A professor of genetics has said it is "unfair" to expect a coronavirus vaccine to do everything.
Health Minister Stephen Donnelly has said that it is possible the vaccine could be rolled out at a very low level by the end of the year.
The Government has been setting out its plan for how 14.6 million doses will be distributed across the country.
It will start in nursing homes and large hospitals, with mass vaccination centres set up once more vaccines are available.
Around 1,500 healthcare workers and 180 community-based staff will be involved in administering the vaccine to people around the company.
The European Medicines Agency (EMA) has said its meeting to decide whether to approve the BioNTech/Pfizer vaccine will now take place on December 21st, having previously been scheduled for a week later.
Aoife McLysaght is professor of genetics at Trinity College Dublin (TCD).
She told Newstalk Breakfast while it is a big part of what will help life return to normality, restrictions still must play a part.

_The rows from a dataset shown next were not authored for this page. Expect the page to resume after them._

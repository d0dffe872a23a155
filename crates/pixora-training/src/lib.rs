// SPDX-FileCopyrightText: 2026 Pixora Contributors
// SPDX-License-Identifier: MIT OR Apache-2.0

//! LoRA training and image generation workflows.
//!
//! - **Submitter**: charges credits and starts a training with a correlated callback URL
//! - **Verifier**: authenticates provider webhooks (HMAC-SHA256, timestamp tolerance)
//! - **Correlation**: builds and parses the callback URL's query parameters
//! - **Status**: the forward-only training status transition table
//! - **Reconciler**: applies verified webhooks to model records
//! - **Generate**: paid image generation
//! - **Gallery**: signed listing and deletion of stored images

pub mod correlation;
pub mod gallery;
pub mod generate;
pub mod reconciler;
pub mod status;
pub mod submitter;
pub mod verifier;

pub use correlation::{CallbackParams, Correlation, CorrelationSigner, build_callback_url, extract};
pub use gallery::{GalleryImage, ImageGallery};
pub use generate::{GenerationRequest, GenerationResult, ImageGenerationService};
pub use reconciler::{IgnoreReason, ReconcileOutcome, TrainingEvent, TrainingStatusMachine};
pub use status::{StatusEvent, Transition, transition};
pub use submitter::{
    SubmittedTraining, SubmitterSettings, TrainingJobSubmitter, TrainingSubmission, WEBHOOK_PATH,
};
pub use verifier::{WebhookHeaders, WebhookVerifier};
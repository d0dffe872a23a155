// SPDX-FileCopyrightText: 2026 Pixora Contributors
// SPDX-License-Identifier: MIT OR Apache-2.0

//! Test utilities for Pixora integration tests.
//!
//! Mock adapters for every external collaborator plus a [`TestHarness`]
//! that wires them over a temporary SQLite database.

pub mod harness;
pub mod mock_provider;
pub mod mock_services;

pub use harness::{TEST_SIGNING_SECRET, TEST_SITE_URL, TestHarness};
pub use mock_provider::MockModelProvider;
pub use mock_services::{MockEmail, MockIdentity, MockObjectStorage, MockPayment, Upload};
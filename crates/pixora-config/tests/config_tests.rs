// SPDX-FileCopyrightText: 2026 Pixora Contributors
// SPDX-License-Identifier: MIT OR Apache-2.0

use pixora_config::{ConfigError, PixoraConfig, load_and_validate_str, load_config_from_str};

#[test]
fn empty_toml_yields_defaults() {
    let config = load_config_from_str("").unwrap();
    assert_eq!(config.server.port, 3000);
    assert_eq!(config.server.site_url, "http://localhost:3000");
    assert_eq!(config.storage.database_path, "pixora.db");
    assert_eq!(config.replicate.trainer_owner, "ostris");
    assert_eq!(config.replicate.trainer_model, "flux-dev-lora-trainer");
    assert_eq!(config.replicate.hardware, "gpu-a100-large");
    assert_eq!(config.supabase.training_bucket, "TrainingData");
    assert_eq!(config.supabase.images_bucket, "GeneratedImages");
    assert_eq!(config.webhook.timestamp_tolerance_secs, 300);
    assert_eq!(config.credits.training_cost, 640);
    assert!(config.email.enabled);
    assert!(config.replicate.api_token.is_none());
}

#[test]
fn full_toml_overrides_defaults() {
    let toml = r#"
[server]
host = "0.0.0.0"
port = 8080
site_url = "https://pixora.app"
log_level = "debug"

[replicate]
api_token = "r8_test"
username = "pixora-labs"

[webhook]
signing_secret = "whsec_c2VjcmV0"
correlation_secret = "corr"

[supabase]
url = "https://xyz.supabase.co"
service_role_key = "service"

[email]
enabled = false

[paypal]
client_id = "id"
client_secret = "secret"
base_url = "https://api-m.sandbox.paypal.com"

[credits]
training_cost = 500
"#;
    let config = load_and_validate_str(toml).unwrap();
    assert_eq!(config.server.host, "0.0.0.0");
    assert_eq!(config.server.port, 8080);
    assert_eq!(config.replicate.api_token.as_deref(), Some("r8_test"));
    assert_eq!(config.replicate.username, "pixora-labs");
    assert_eq!(config.webhook.correlation_secret.as_deref(), Some("corr"));
    assert!(!config.email.enabled);
    assert_eq!(config.paypal.base_url, "https://api-m.sandbox.paypal.com");
    assert_eq!(config.credits.training_cost, 500);
    assert_eq!(config.credits.dev_per_image, 10);
}

#[test]
fn unknown_key_is_reported_with_suggestion() {
    let toml = "[replicate]\napi_tokn = \"r8\"\n";
    let errors = load_and_validate_str(toml).unwrap_err();
    let found = errors.iter().any(|e| {
        matches!(
            e,
            ConfigError::UnknownKey { key, suggestion: Some(s), .. }
                if key == "api_tokn" && s == "api_token"
        )
    });
    assert!(found, "got: {errors:?}");
}

#[test]
fn unknown_section_is_rejected() {
    let errors = load_and_validate_str("[telegram]\nbot_token = \"x\"\n").unwrap_err();
    assert!(!errors.is_empty());
}

#[test]
fn wrong_type_is_reported() {
    let errors = load_and_validate_str("[server]\nport = \"eighty\"\n").unwrap_err();
    assert!(
        errors
            .iter()
            .any(|e| matches!(e, ConfigError::InvalidType { .. })),
        "got: {errors:?}"
    );
}

#[test]
fn semantic_validation_runs_after_parse() {
    let errors = load_and_validate_str("[webhook]\nsigning_secret = \"plain\"\n").unwrap_err();
    assert!(
        errors
            .iter()
            .any(|e| matches!(e, ConfigError::Validation { message } if message.contains("whsec_")))
    );
}

#[test]
fn env_overrides_file_values() {
    figment::Jail::expect_with(|jail| {
        jail.create_file("pixora.toml", "[server]\nport = 4000\n")?;
        jail.set_env("PIXORA_SERVER_PORT", "5000");
        jail.set_env("PIXORA_REPLICATE_API_TOKEN", "r8_env");
        jail.set_env("PIXORA_CREDITS_TRAINING_COST", "700");

        let config: PixoraConfig =
            pixora_config::load_config_from_path(std::path::Path::new("pixora.toml"))?;
        assert_eq!(config.server.port, 5000);
        assert_eq!(config.replicate.api_token.as_deref(), Some("r8_env"));
        assert_eq!(config.credits.training_cost, 700);
        Ok(())
    });
}
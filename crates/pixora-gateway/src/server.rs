// SPDX-FileCopyrightText: 2026 Pixora Contributors
// SPDX-License-Identifier: MIT OR Apache-2.0

//! HTTP server built on axum.
//!
//! Sets up routes, middleware, and shared state.

use std::sync::Arc;
use std::time::{Duration, Instant};

use axum::{
    Router, middleware as axum_middleware,
    routing::{delete, get, patch, post},
};
use pixora_config::PixoraConfig;
use pixora_core::{
    EmailSender, IdentityProvider, ImageGenerator, ObjectStorage, PaymentProvider, PixoraError,
    StorageAdapter, TrainingProvider,
};
use pixora_credits::{CreditLedger, Pricing};
use pixora_training::{
    CorrelationSigner, ImageGallery, ImageGenerationService, SubmitterSettings,
    TrainingJobSubmitter, TrainingStatusMachine, WEBHOOK_PATH, WebhookVerifier,
};
use tower_http::cors::CorsLayer;
use tower_http::trace::TraceLayer;

use crate::auth::auth_middleware;
use crate::handlers;

/// Shared state for axum request handlers.
#[derive(Clone)]
pub struct AppState {
    pub storage: Arc<dyn StorageAdapter>,
    pub identity: Arc<dyn IdentityProvider>,
    /// `None` disables the billing routes.
    pub payment: Option<Arc<dyn PaymentProvider>>,
    pub ledger: CreditLedger,
    pub submitter: Arc<TrainingJobSubmitter>,
    pub reconciler: Arc<TrainingStatusMachine>,
    pub generator: Arc<ImageGenerationService>,
    pub gallery: Arc<ImageGallery>,
    /// `None` rejects every webhook delivery.
    pub verifier: Option<WebhookVerifier>,
    /// When set, callback URLs must carry a valid correlation token.
    pub correlation_signer: Option<CorrelationSigner>,
    /// Credits granted to a profile created on first sign-in.
    pub signup_grant: i64,
    /// Process start time for uptime reporting.
    pub start_time: Instant,
}

/// External collaborators the API is assembled from.
pub struct Services {
    pub storage: Arc<dyn StorageAdapter>,
    pub ledger: CreditLedger,
    pub identity: Arc<dyn IdentityProvider>,
    pub object_storage: Arc<dyn ObjectStorage>,
    pub trainer: Arc<dyn TrainingProvider>,
    pub image_generator: Arc<dyn ImageGenerator>,
    pub email: Option<Arc<dyn EmailSender>>,
    pub payment: Option<Arc<dyn PaymentProvider>>,
}

impl AppState {
    /// Wire the training and generation services over `services`.
    ///
    /// A missing webhook signing secret is logged and leaves the webhook
    /// route rejecting every delivery.
    pub fn from_config(config: &PixoraConfig, services: Services) -> Result<Self, PixoraError> {
        let pricing = Pricing::from_config(&config.credits);

        let verifier = match &config.webhook.signing_secret {
            Some(secret) => Some(WebhookVerifier::new(
                secret,
                Duration::from_secs(config.webhook.timestamp_tolerance_secs),
            )?),
            None => {
                tracing::warn!("webhook.signing_secret not set; training webhooks will be rejected");
                None
            }
        };
        let correlation_signer = config
            .webhook
            .correlation_secret
            .as_deref()
            .map(|secret| {
                CorrelationSigner::new(
                    secret,
                    Duration::from_secs(config.webhook.correlation_ttl_secs),
                )
            })
            .transpose()?;

        let mut submitter = TrainingJobSubmitter::new(
            services.storage.clone(),
            services.object_storage.clone(),
            services.trainer,
            services.ledger.clone(),
            pricing.clone(),
            SubmitterSettings::from_config(config),
        );
        if let Some(signer) = &correlation_signer {
            submitter = submitter.with_signer(signer.clone());
        }

        let reconciler = TrainingStatusMachine::new(
            services.storage.clone(),
            services.object_storage.clone(),
            services.email,
            config.supabase.training_bucket.clone(),
            config.server.site_url.clone(),
        );
        let generator = ImageGenerationService::new(
            services.storage.clone(),
            services.image_generator,
            services.object_storage.clone(),
            services.ledger.clone(),
            pricing,
            config.supabase.images_bucket.clone(),
        );
        let gallery = ImageGallery::new(
            services.storage.clone(),
            services.object_storage,
            config.supabase.images_bucket.clone(),
            config.supabase.signed_url_ttl_secs,
        );

        Ok(Self {
            storage: services.storage,
            identity: services.identity,
            payment: services.payment,
            ledger: services.ledger,
            submitter: Arc::new(submitter),
            reconciler: Arc::new(reconciler),
            generator: Arc::new(generator),
            gallery: Arc::new(gallery),
            verifier,
            correlation_signer,
            signup_grant: config.credits.signup_grant,
            start_time: Instant::now(),
        })
    }
}

/// Bind address for [`start_server`].
#[derive(Debug, Clone)]
pub struct ServerConfig {
    pub host: String,
    pub port: u16,
}

/// Build the application router.
///
/// - `GET /health` and `POST /api/webhooks/training` are public; the webhook
///   authenticates by signature.
/// - Every other `/api` route requires a bearer session.
pub fn router(state: AppState) -> Router {
    let public_routes = Router::new()
        .route("/health", get(handlers::get_health))
        .route(WEBHOOK_PATH, post(handlers::post_training_webhook))
        .with_state(state.clone());

    let api_routes = Router::new()
        .route("/api/train", post(handlers::post_train))
        .route("/api/generate", post(handlers::post_generate))
        .route("/api/credits", get(handlers::get_credits))
        .route("/api/models", get(handlers::get_models))
        .route("/api/models/{id}", delete(handlers::delete_model))
        .route("/api/profile", patch(handlers::patch_profile))
        .route("/api/images", get(handlers::get_images))
        .route("/api/images/{id}", delete(handlers::delete_image))
        .route("/api/orders", post(handlers::post_order))
        .route(
            "/api/orders/{order_id}/capture",
            post(handlers::post_capture_order),
        )
        .route_layer(axum_middleware::from_fn_with_state(
            state.clone(),
            auth_middleware,
        ))
        .with_state(state);

    Router::new()
        .merge(public_routes)
        .merge(api_routes)
        .layer(TraceLayer::new_for_http())
        .layer(CorsLayer::permissive())
}

/// Serve the API until ctrl-c.
pub async fn start_server(config: &ServerConfig, state: AppState) -> Result<(), PixoraError> {
    let app = router(state);

    let addr = format!("{}:{}", config.host, config.port);
    let listener = tokio::net::TcpListener::bind(&addr)
        .await
        .map_err(|e| PixoraError::Internal(format!("failed to bind {addr}: {e}")))?;

    tracing::info!("Pixora listening on {addr}");

    axum::serve(listener, app)
        .with_graceful_shutdown(shutdown_signal())
        .await
        .map_err(|e| PixoraError::Internal(format!("server error: {e}")))?;

    tracing::info!("server stopped");
    Ok(())
}

async fn shutdown_signal() {
    if let Err(e) = tokio::signal::ctrl_c().await {
        tracing::warn!(error = %e, "failed to listen for ctrl-c");
        std::future::pending::<()>().await;
    }
}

"I think it's a really, really important part of it - but I don't think it's the whole thing, and I think it's a bit unfair to expect it to be the whole thing."
She said that pinning all our hopes on the vaccine alone will actually take longer.
"We still have to do the other things as well while we're waiting for everybody to receive the vaccine, because in the meanwhile people are still vulnerable".
"And the hospital system is vulnerable to strain as well - and this is something we have been working really, really hard to avoid throughout this entire year."
"We just have to keep that up for a bit longer."
"If we count everything just on the vaccine, then we'll be waiting until 80% of people are vaccinated before things are more normal".
'Vulnerable people in every age group'
She said it is not fair to say that the most vulnerable will be protected once the elderly population is vaccinated.
"The challenge there is that the vulnerable are more of an indistinct group than just being the over-85s.
"Obviously the over-85s are particularly vulnerable, but there are vulnerable people in every age group - so that's one thing."
"The other thing is just the vaccine is not 100% effective, as we know, and in older age groups that efficacy is a bit lower as well".
Prof McLysaght said this means older people may not necessarily be protected after they get the two doses, but that "they will become protected by the so-called herd immunity when a large group of people have received it".
And she believes there will be another lockdown before the vaccine is rolled out.
"I think the problem is the next lockdown's going to happen before even the vulnerable are vaccinated - we'll be probably talking about that in January."
"What I would like is that we could get back to normality by something like Paddy's Day, but we do it by using that lockdown effectively - doing all the things we should have been doing last summer.
"And then we can comfortably live at something like level one - I'd love level zero, but level one will do - until 80% of the population get the vaccine".